= Jamukha =

Mongol khan, rival of Temüjin

Jamukha (Жамуха), a military and political leader of the Jadaran tribe who was proclaimed Gur Khan ('Universal Ruler') in 1201 by opposing factions, was a principal rival to Temüjin (proclaimed Genghis Khan in 1206) during the struggle for supremacy over the diverse tribes of the Mongolian steppe, a conflict that ultimately led to their unification under Temüjin.

==Biography==
Jamukha was born into the Jadaran tribe, a sub-tribe within the Khamag Mongol confederation. He was also an anda, a sworn brother, to Temüjin.

According to The Secret History of the Mongols, when Börte, wife of Temüjin, and Sochigel, his step-mother, were abducted by the Three Merkits, Wang Khan, Jamukha, and Temüjin combined forces against the Merkits to recover both women.

In 1201, the leaders of thirteen tribes hostile to Temüjin (including the Merkits, Tatars, Naimans, Jamukha's own Jadaran tribe, the Taichuud, and others not allied with Temüjin) assembled a kurultai. They elected Jamukha as Gur-khan (universal ruler), a title previously used by the rulers of the Kara-Khitan Khanate. Jamukha's assumption of this title represented the final breach between him and Temüjin, leading Temüjin to form a coalition to oppose him. In the fall of that year, a major battle broke out between Jamukha's alliance and the Keraite-Khamag Mongol alliance in the Ergune valley. This decisive engagement, known as the Battle of the Thirteen Sides, ended with Temüjin's victory, significantly advancing his path towards eventually becoming Khan of all united Mongol tribes (an event formalised in 1206).

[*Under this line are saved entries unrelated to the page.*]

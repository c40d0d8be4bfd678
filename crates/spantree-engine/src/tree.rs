//! The converged spanning tree.

use serde::{Deserialize, Serialize};
use spantree_bridge::Route;
use spantree_topology::NodeId;
use thiserror::Error;

use crate::ConvergenceState;

/// One bridge's final place in the tree.
#[derive(Debug, Clone, Copy, PartialEq, Eq, Serialize, Deserialize)]
pub struct TreeEntry {
    pub node: NodeId,
    pub root: NodeId,
    pub distance: u32,
    /// Parent toward the root; the node itself for a root
    pub designated: NodeId,
}

impl TreeEntry {
    /// True for the root of a component.
    pub fn is_root(&self) -> bool {
        self.node == self.root
    }
}

/// Per-bridge `(root, distance, designated)` of a converged run, indexed by
/// node id.
#[derive(Debug, Clone, PartialEq, Eq, Serialize, Deserialize)]
#[serde(transparent)]
pub struct FinalTree {
    entries: Vec<TreeEntry>,
}

impl FinalTree {
    /// Build from routes indexed by node id.
    pub(crate) fn from_routes(routes: &[Route]) -> Self {
        let entries = routes
            .iter()
            .enumerate()
            .map(|(i, route)| TreeEntry {
                node: NodeId(i as u32),
                root: route.root,
                distance: route.distance,
                designated: route.designated,
            })
            .collect();
        Self { entries }
    }

    pub fn get(&self, node: NodeId) -> Option<&TreeEntry> {
        self.entries.get(node.index())
    }

    pub fn iter(&self) -> impl Iterator<Item = &TreeEntry> {
        self.entries.iter()
    }

    pub fn len(&self) -> usize {
        self.entries.len()
    }

    pub fn is_empty(&self) -> bool {
        self.entries.is_empty()
    }

    /// Distinct roots, one per connected component, in increasing order.
    pub fn roots(&self) -> Vec<NodeId> {
        self.entries
            .iter()
            .filter(|e| e.is_root())
            .map(|e| e.node)
            .collect()
    }

    /// `(child, parent)` for every non-root bridge.
    pub fn parent_edges(&self) -> impl Iterator<Item = (NodeId, NodeId)> + '_ {
        self.entries
            .iter()
            .filter(|e| !e.is_root())
            .map(|e| (e.node, e.designated))
    }

    /// Largest distance to a root.
    pub fn depth(&self) -> u32 {
        self.entries.iter().map(|e| e.distance).max().unwrap_or(0)
    }
}

impl<'a> IntoIterator for &'a FinalTree {
    type Item = &'a TreeEntry;
    type IntoIter = std::slice::Iter<'a, TreeEntry>;

    fn into_iter(self) -> Self::IntoIter {
        self.entries.iter()
    }
}

/// Asked for the tree before the bridges reached the fixpoint.
#[derive(Debug, Clone, Copy, PartialEq, Eq, Error, Serialize)]
#[error("not converged: {disagreeing} bridges disagree on the root, {unsettled} not yet settled")]
pub struct NotConverged {
    pub disagreeing: usize,
    pub unsettled: usize,
}

impl From<&ConvergenceState> for NotConverged {
    fn from(state: &ConvergenceState) -> Self {
        Self {
            disagreeing: state.disagreeing.len(),
            unsettled: state.unsettled.len() + state.unsettled_segments.len(),
        }
    }
}
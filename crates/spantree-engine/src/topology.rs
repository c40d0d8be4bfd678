//! A wired network of point-to-point bridges.

use spantree_bridge::{mailbox, BridgeNode, FloodPolicy, Inbox, NeighborLink, Outbox, Peer, Route};
use spantree_topology::{Components, Graph, NodeId};
use tracing::debug;

use crate::{ConvergenceOracle, ConvergenceState, FinalTree, NotConverged, Result, RouteChange};

/// What one sequential round did.
#[derive(Debug, Clone, Copy, Default, PartialEq, Eq)]
pub struct RoundSummary {
    /// Entities whose state changed
    pub changed: usize,
    /// Advertisements delivered
    pub sent: usize,
}

/// Bridges wired along the edges of a [`Graph`], each with its own mailbox.
///
/// The shape is fixed while an engine runs; edges can only be added in
/// between runs.
#[derive(Debug)]
pub struct Topology {
    graph: Graph,
    components: Components,
    policy: FloodPolicy,
    nodes: Vec<BridgeNode>,
    inboxes: Vec<Inbox>,
    outboxes: Vec<Outbox>,
}

impl Topology {
    /// Wire one bridge per vertex of `graph`.
    pub fn new(graph: Graph, policy: FloodPolicy) -> Result<Self> {
        let (outboxes, inboxes): (Vec<_>, Vec<_>) = graph.nodes().map(|_| mailbox()).unzip();
        let nodes = graph
            .nodes()
            .map(|id| BridgeNode::wire(id, graph.neighbors(id), &outboxes, policy))
            .collect::<std::result::Result<Vec<_>, _>>()?;
        let components = graph.components();

        debug!(
            bridges = graph.vertex_count(),
            links = graph.edge_count(),
            components = components.count(),
            %policy,
            "topology wired"
        );
        Ok(Self {
            graph,
            components,
            policy,
            nodes,
            inboxes,
            outboxes,
        })
    }

    /// Build from a vertex count and raw edge pairs.
    pub fn from_edges<I>(vertex_count: usize, edges: I, policy: FloodPolicy) -> Result<Self>
    where
        I: IntoIterator<Item = (u32, u32)>,
    {
        Self::new(Graph::from_edges(vertex_count, edges)?, policy)
    }

    /// Link `u` and `v`. Returns `false` if they already were.
    pub fn add_edge(&mut self, u: NodeId, v: NodeId) -> Result<bool> {
        if !self.graph.add_edge(u, v)? {
            return Ok(false);
        }
        self.nodes[u.index()].attach(NeighborLink::new(Peer::Bridge(v), self.outboxes[v.index()].clone()));
        self.nodes[v.index()].attach(NeighborLink::new(Peer::Bridge(u), self.outboxes[u.index()].clone()));
        self.components = self.graph.components();
        Ok(true)
    }

    pub fn graph(&self) -> &Graph {
        &self.graph
    }

    pub fn components(&self) -> &Components {
        &self.components
    }

    pub fn policy(&self) -> FloodPolicy {
        self.policy
    }

    /// Number of bridges.
    pub fn len(&self) -> usize {
        self.nodes.len()
    }

    pub fn is_empty(&self) -> bool {
        self.nodes.is_empty()
    }

    pub fn nodes(&self) -> &[BridgeNode] {
        &self.nodes
    }

    pub fn node(&self, id: NodeId) -> Option<&BridgeNode> {
        self.nodes.get(id.index())
    }

    /// Current route of every bridge, by id.
    pub fn routes(&self) -> Vec<Route> {
        self.nodes.iter().map(BridgeNode::route).collect()
    }

    /// Put every bridge back in its initial state and empty every mailbox.
    pub fn restart(&mut self) {
        for (node, inbox) in self.nodes.iter_mut().zip(&mut self.inboxes) {
            node.restart(inbox);
        }
    }

    /// One synchronous round: every bridge, in id order, applies its queued
    /// messages and then relays.
    ///
    /// Route changes are appended to `trace` when given.
    pub fn round(&mut self, round: u64, mut trace: Option<&mut Vec<RouteChange>>) -> RoundSummary {
        let mut summary = RoundSummary::default();
        for (node, inbox) in self.nodes.iter_mut().zip(&mut self.inboxes) {
            let before = node.route();
            if node.update(inbox) {
                summary.changed += 1;
                if let Some(trace) = trace.as_mut() {
                    trace.push(RouteChange {
                        round,
                        node: node.id(),
                        from: before,
                        to: node.route(),
                    });
                }
            }
            summary.sent += node.relay();
        }
        summary
    }

    pub fn oracle(&self) -> ConvergenceOracle<'_> {
        ConvergenceOracle::new(&self.graph, &self.components)
    }

    pub fn is_converged(&self) -> bool {
        self.oracle().is_converged(&self.routes())
    }

    pub fn assess(&self) -> ConvergenceState {
        self.oracle().assess(&self.routes())
    }

    /// The tree, if every bridge has reached the fixpoint.
    pub fn final_tree(&self) -> std::result::Result<FinalTree, NotConverged> {
        let routes = self.routes();
        let state = self.oracle().assess(&routes);
        if state.is_converged() {
            Ok(FinalTree::from_routes(&routes))
        } else {
            Err(NotConverged::from(&state))
        }
    }

    /// Advertisements delivered since the last restart.
    pub fn messages_sent(&self) -> u64 {
        self.nodes.iter().map(|n| n.stats().sent).sum()
    }

    /// Hand every bridge and its inbox to a worker. The topology is empty
    /// until [`Topology::return_workers`].
    pub(crate) fn take_workers(&mut self) -> Vec<(BridgeNode, Inbox)> {
        let nodes = std::mem::take(&mut self.nodes);
        let inboxes = std::mem::take(&mut self.inboxes);
        nodes.into_iter().zip(inboxes).collect()
    }

    /// Take the workers back. Bridges that never came back are rebuilt from
    /// their last published route with a fresh mailbox, and their
    /// neighbors are pointed at it.
    pub(crate) fn return_workers(
        &mut self,
        returned: Vec<(BridgeNode, Inbox)>,
        published: &[Route],
    ) -> Result<()> {
        let mut slots: Vec<Option<(BridgeNode, Inbox)>> = self.graph.nodes().map(|_| None).collect();
        for (node, inbox) in returned {
            let index = node.id().index();
            slots[index] = Some((node, inbox));
        }

        let mut rebuilt = Vec::new();
        for (index, slot) in slots.iter_mut().enumerate() {
            if slot.is_some() {
                continue;
            }
            let id = NodeId(index as u32);
            let (outbox, inbox) = mailbox();
            self.outboxes[index] = outbox;
            let mut node = BridgeNode::wire(id, self.graph.neighbors(id), &self.outboxes, self.policy)?;
            if let Some(&route) = published.get(index) {
                node.restore_route(route);
            }
            debug!(bridge = %id, route = %node.route(), "bridge rebuilt");
            *slot = Some((node, inbox));
            rebuilt.push(id);
        }

        for &id in &rebuilt {
            let outbox = &self.outboxes[id.index()];
            for &neighbor in self.graph.neighbors(id) {
                if let Some((node, _)) = slots[neighbor.index()].as_mut() {
                    node.relink(Peer::Bridge(id), outbox);
                }
            }
        }

        let (nodes, inboxes): (Vec<_>, Vec<_>) = slots.into_iter().flatten().unzip();
        self.nodes = nodes;
        self.inboxes = inboxes;
        Ok(())
    }
}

Jamukha was ultimately less successful than Temüjin in building a broad and resilient coalition. For example, Jamukha tended to rely on traditional tribal aristocracy and did not actively recruit commoners or shepherds who lacked high tribal status. In contrast, Temüjin's willingness to promote based on merit and loyalty attracted a wider following, allowing him to recover from earlier military setbacks (some inflicted by Jamukha himself) and eventually emerge victorious.

Following the Thirteen Sides, Jamukha was betrayed and captured by his own men, who submitted him to the victorious Temüjin. Citing one of the laws Temüjin had established (often associated with the later Yassa code), which forbade the betrayal of one's Khan, Temüjin had Jamukha's betrayers immediately executed. Jamukha himself was subsequently interrogated. Offered the choice to live and join Temüjin, he requested instead to die honorably at the hands of his anda. Temüjin granted this request, and Jamukha was executed according to noble tradition, "without spilling blood".

== In popular culture ==
Jamukha is portrayed as a major character in the 1956 film The Conqueror, the 1965 film Genghis Khan (portrayed by Stephen Boyd), and the 2007 film Mongol (portrayed by Honglei Sun). In The Conqueror, the screenplay depicts him as unfailingly loyal and subordinate to Temujin, ending with Jamukha insisting on a bloodless execution after Temujin grants him a favor. This contrasts sharply with the 1965 Genghis Khan film, which depicts them as lifelong rivals who both perish in a climactic duel, a significant deviation from historical accounts.

He appears (as "Jamuga") in the KOEI video game Genghis Khan II as a playable ruler.

He is also a character in Shike, a two-volume novel published in 1981 by Robert Shea. The novel fictionalises and compresses Japanese history to incorporate both the Genpei War and the attempted Mongol invasions of Japan.

==Sources==
- Heirs to Discord: The Supratribal Aspirations of Jamuqa, Toghrul, and Temüjin
- Weatherford, Jack. Genghis Khan and the Making of the Modern World. New York: Three Rivers, 2005. Print.